A alteração entrará em vigor entre os dias 10 de janeiro de 2026 e 9 de janeiro de 2027, garantindo uma sobrevida aos agricultores familiares. Como resultado da mudança de curso, haverá desconto no financiamento sempre que o valor de mercado ficar abaixo do preço de garantia definido pelo governo de Luiz Inácio Lula da Silva.

“O Programa de Garantia de Preços para a Agricultura Familiar é um instrumento de proteção de renda que garante a cobertura dos custos variáveis de produção em momentos de queda de preços.
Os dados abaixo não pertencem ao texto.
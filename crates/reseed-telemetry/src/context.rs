//! Run-scoped tracing context.
//!
//! Every invocation gets a fresh trace id so its log lines can be grouped,
//! including lines emitted from inside adapter crates.

use tracing::Span;
use uuid::Uuid;

/// Generate a new identifier for one run.
#[must_use]
pub fn new_trace_id() -> String {
    Uuid::new_v4().to_string()
}

/// Root span for one run, carrying the trace id and crate version.
#[must_use]
pub fn run_span(trace_id: &str) -> Span {
    tracing::info_span!(
        "reseed",
        trace_id = %trace_id,
        version = env!("CARGO_PKG_VERSION"),
    )
}

#[cfg(test)]
mod tests {
    use super::*;

    #[test]
    fn trace_ids_are_unique_uuids() {
        let first = new_trace_id();
        let second = new_trace_id();
        assert_ne!(first, second);
        assert!(Uuid::parse_str(&first).is_ok());
    }

    #[test]
    fn run_span_can_be_entered() {
        let span = run_span("abc");
        let _entered = span.enter();
    }
}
O objetivo é ampliar o acesso ao financiamento, reduzir riscos para o produtor e dar mais previsibilidade à agricultura familiar”, informou o Ministério da Fazenda.
O que de fato mudará na garantia assinada por Lula?
Conforme a declaração do CMN, o benefício ao segmento será limitado a R$ 5 mil por agricultor e por ano agrícola nas operações de custeio e a R$ 2 mil nas operações de investimento. De modo simplificado, o desconto é evidenciado com base na diferença entre o valor médio da venda do produto no mês anterior ao vencimento da parcela e o preço de garantia.
Um outro fator que sofre alteração diz respeito à aprovação dos ajustes nas regras do Programa Nacional de Fortalecimento da Agricultura Familiar em relação à ampliação do acesso ao crédito rural, principalmente no tocante ao microcrédito produtivo destinado aos agricultores de baixa renda. Nesse ínterim, o trabalhador pode autorizar o pagamento direto, pelo banco, dos serviços de assistência técnica.